> [Task details] Lines that contain the string "carefully" are the ones to list; copy all of them from the records.

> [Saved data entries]
--- START ---
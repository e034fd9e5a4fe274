use secrecy::{ExposeSecret, Secret};
use serde::{Deserialize, Deserializer, Serialize, Serializer};
use std::env;

/// API key and base64 encoded secret issued by the exchange
#[derive(Debug, Clone)]
pub struct Credentials {
    api_key: Secret<String>,
    api_secret: Secret<String>,
}

impl Credentials {
    #[must_use]
    pub fn new(api_key: impl Into<String>, api_secret: impl Into<String>) -> Self {
        Self {
            api_key: Secret::new(api_key.into()),
            api_secret: Secret::new(api_secret.into()),
        }
    }

    /// Get API key (use carefully - exposes secret)
    pub fn api_key(&self) -> &str {
        self.api_key.expose_secret()
    }

    /// Get the base64 API secret (use carefully - exposes secret)
    pub fn api_secret(&self) -> &str {
        self.api_secret.expose_secret()
    }
}

#[derive(Debug, Clone, Default)]
pub struct ExchangeConfig {
    pub credentials: Option<Credentials>,
    pub testnet: bool,
    pub base_url: Option<String>,
}

// Never expose secrets in serialization
impl Serialize for ExchangeConfig {
    fn serialize<S>(&self, serializer: S) -> Result<S::Ok, S::Error>
    where
        S: Serializer,
    {
        use serde::ser::SerializeStruct;
        let redacted = self.credentials.as_ref().map(|_| "[REDACTED]");
        let mut state = serializer.serialize_struct("ExchangeConfig", 4)?;
        state.serialize_field("api_key", &redacted)?;
        state.serialize_field("api_secret", &redacted)?;
        state.serialize_field("testnet", &self.testnet)?;
        state.serialize_field("base_url", &self.base_url)?;
        state.end()
    }
}

impl<'de> Deserialize<'de> for ExchangeConfig {
    fn deserialize<D>(deserializer: D) -> Result<Self, D::Error>
    where
        D: Deserializer<'de>,
    {
        #[derive(Deserialize)]
        struct ExchangeConfigHelper {
            api_key: Option<String>,
            api_secret: Option<String>,
            #[serde(default)]
            testnet: bool,
            base_url: Option<String>,
        }

        let helper = ExchangeConfigHelper::deserialize(deserializer)?;
        let credentials = match (helper.api_key, helper.api_secret) {
            (Some(key), Some(secret)) => Some(Credentials::new(key, secret)),
            (None, None) => None,
            _ => {
                return Err(serde::de::Error::custom(
                    "api_key and api_secret must be provided together",
                ))
            }
        };

        Ok(Self {
            credentials,
            testnet: helper.testnet,
            base_url: helper.base_url,
        })
    }
}

impl ExchangeConfig {
    /// Create a new configuration with API credentials
    #[must_use]
    pub fn new(api_key: impl Into<String>, api_secret: impl Into<String>) -> Self {
        Self {
            credentials: Some(Credentials::new(api_key, api_secret)),
            testnet: false,
            base_url: None,
        }
    }

    /// Configuration for public market data only
    #[must_use]
    pub fn read_only() -> Self {
        Self::default()
    }

    /// Create configuration from environment variables
    ///
    /// Expected environment variables:
    /// - `{PREFIX}_API_KEY` and `{PREFIX}_API_SECRET` (optional, but only as a pair)
    /// - `{PREFIX}_TESTNET` (optional, defaults to false)
    /// - `{PREFIX}_BASE_URL` (optional)
    pub fn from_env(exchange_prefix: &str) -> Result<Self, ConfigError> {
        let prefix = exchange_prefix.to_uppercase();
        let api_key_var = format!("{}_API_KEY", prefix);
        let api_secret_var = format!("{}_API_SECRET", prefix);

        let credentials = match (env::var(&api_key_var).ok(), env::var(&api_secret_var).ok()) {
            (Some(key), Some(secret)) => Some(Credentials::new(key, secret)),
            (None, None) => None,
            (Some(_), None) => return Err(ConfigError::MissingEnvironmentVariable(api_secret_var)),
            (None, Some(_)) => return Err(ConfigError::MissingEnvironmentVariable(api_key_var)),
        };

        let testnet = env::var(format!("{}_TESTNET", prefix))
            .ok()
            .and_then(|v| v.parse::<bool>().ok())
            .unwrap_or(false);

        let base_url = env::var(format!("{}_BASE_URL", prefix)).ok();

        Ok(Self {
            credentials,
            testnet,
            base_url,
        })
    }

    /// Load a .env file (if present) and then read the environment
    ///
    /// **Security Warning**: Never commit .env files to version control!
    #[cfg(feature = "env-file")]
    pub fn from_env_file(exchange_prefix: &str) -> Result<Self, ConfigError> {
        Self::from_env_file_with_path(exchange_prefix, ".env")
    }

    #[cfg(feature = "env-file")]
    pub fn from_env_file_with_path(
        exchange_prefix: &str,
        env_file_path: &str,
    ) -> Result<Self, ConfigError> {
        match dotenv::from_path(env_file_path) {
            Ok(()) => {}
            Err(dotenv::Error::Io(io_err)) if io_err.kind() == std::io::ErrorKind::NotFound => {
                // No file, fall back to the process environment
            }
            Err(e) => {
                return Err(ConfigError::InvalidConfiguration(format!(
                    "Failed to load .env file '{}': {}",
                    env_file_path, e
                )));
            }
        }

        Self::from_env(exchange_prefix)
    }

    /// Check if this configuration can call private endpoints
    #[must_use]
    pub fn has_credentials(&self) -> bool {
        self.credentials
            .as_ref()
            .is_some_and(|c| !c.api_key().is_empty() && !c.api_secret().is_empty())
    }

    #[must_use]
    pub const fn testnet(mut self, testnet: bool) -> Self {
        self.testnet = testnet;
        self
    }

    #[must_use]
    pub fn base_url(mut self, base_url: impl Into<String>) -> Self {
        self.base_url = Some(base_url.into());
        self
    }
}

#[derive(Debug, thiserror::Error)]
pub enum ConfigError {
    #[error("Missing environment variable: {0}")]
    MissingEnvironmentVariable(String),

    #[error("Invalid configuration: {0}")]
    InvalidConfiguration(String),
}

#[cfg(test)]
mod tests {
    use super::*;

    #[test]
    fn test_read_only_has_no_credentials() {
        let config = ExchangeConfig::read_only();
        assert!(!config.has_credentials());
        assert!(!config.testnet);
    }

    #[test]
    fn test_empty_credentials_are_not_usable() {
        let config = ExchangeConfig::new("", "");
        assert!(!config.has_credentials());
    }

    #[test]
    fn test_serialization_redacts_secrets() {
        let config = ExchangeConfig::new("my-key", "bXktc2VjcmV0").testnet(true);
        let json = serde_json::to_string(&config).unwrap();
        assert!(!json.contains("my-key"));
        assert!(!json.contains("bXktc2VjcmV0"));
        assert!(json.contains("[REDACTED]"));
    }

    #[test]
    fn test_debug_redacts_secrets() {
        let config = ExchangeConfig::new("my-key", "bXktc2VjcmV0");
        let debug = format!("{:?}", config);
        assert!(!debug.contains("my-key"));
        assert!(!debug.contains("bXktc2VjcmV0"));
    }

    #[test]
    fn test_deserialize_requires_credentials_pair() {
        let ok: ExchangeConfig =
            serde_json::from_str(r#"{"api_key":"k","api_secret":"c2VjcmV0"}"#).unwrap();
        assert!(ok.has_credentials());

        let public: ExchangeConfig = serde_json::from_str(r#"{"testnet":true}"#).unwrap();
        assert!(!public.has_credentials());
        assert!(public.testnet);

        let half = serde_json::from_str::<ExchangeConfig>(r#"{"api_key":"k"}"#);
        assert!(half.is_err());
    }

    #[test]
    fn test_from_env_rejects_half_credentials() {
        env::set_var("BTCTURK_HALF_TEST_API_KEY", "key");
        env::remove_var("BTCTURK_HALF_TEST_API_SECRET");

        let result = ExchangeConfig::from_env("btcturk_half_test");
        assert!(matches!(
            result,
            Err(ConfigError::MissingEnvironmentVariable(var)) if var == "BTCTURK_HALF_TEST_API_SECRET"
        ));

        env::remove_var("BTCTURK_HALF_TEST_API_KEY");
    }

    #[test]
    fn test_from_env_without_credentials_is_read_only() {
        env::remove_var("BTCTURK_EMPTY_TEST_API_KEY");
        env::remove_var("BTCTURK_EMPTY_TEST_API_SECRET");
        env::set_var("BTCTURK_EMPTY_TEST_TESTNET", "true");

        let config = ExchangeConfig::from_env("BTCTURK_EMPTY_TEST").unwrap();
        assert!(!config.has_credentials());
        assert!(config.testnet);

        env::remove_var("BTCTURK_EMPTY_TEST_TESTNET");
    }
}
--- END ---
> [Solved exercise]
    /// Get API key (use carefully - exposes secret)
    /// Get the base64 API secret (use carefully - exposes secret)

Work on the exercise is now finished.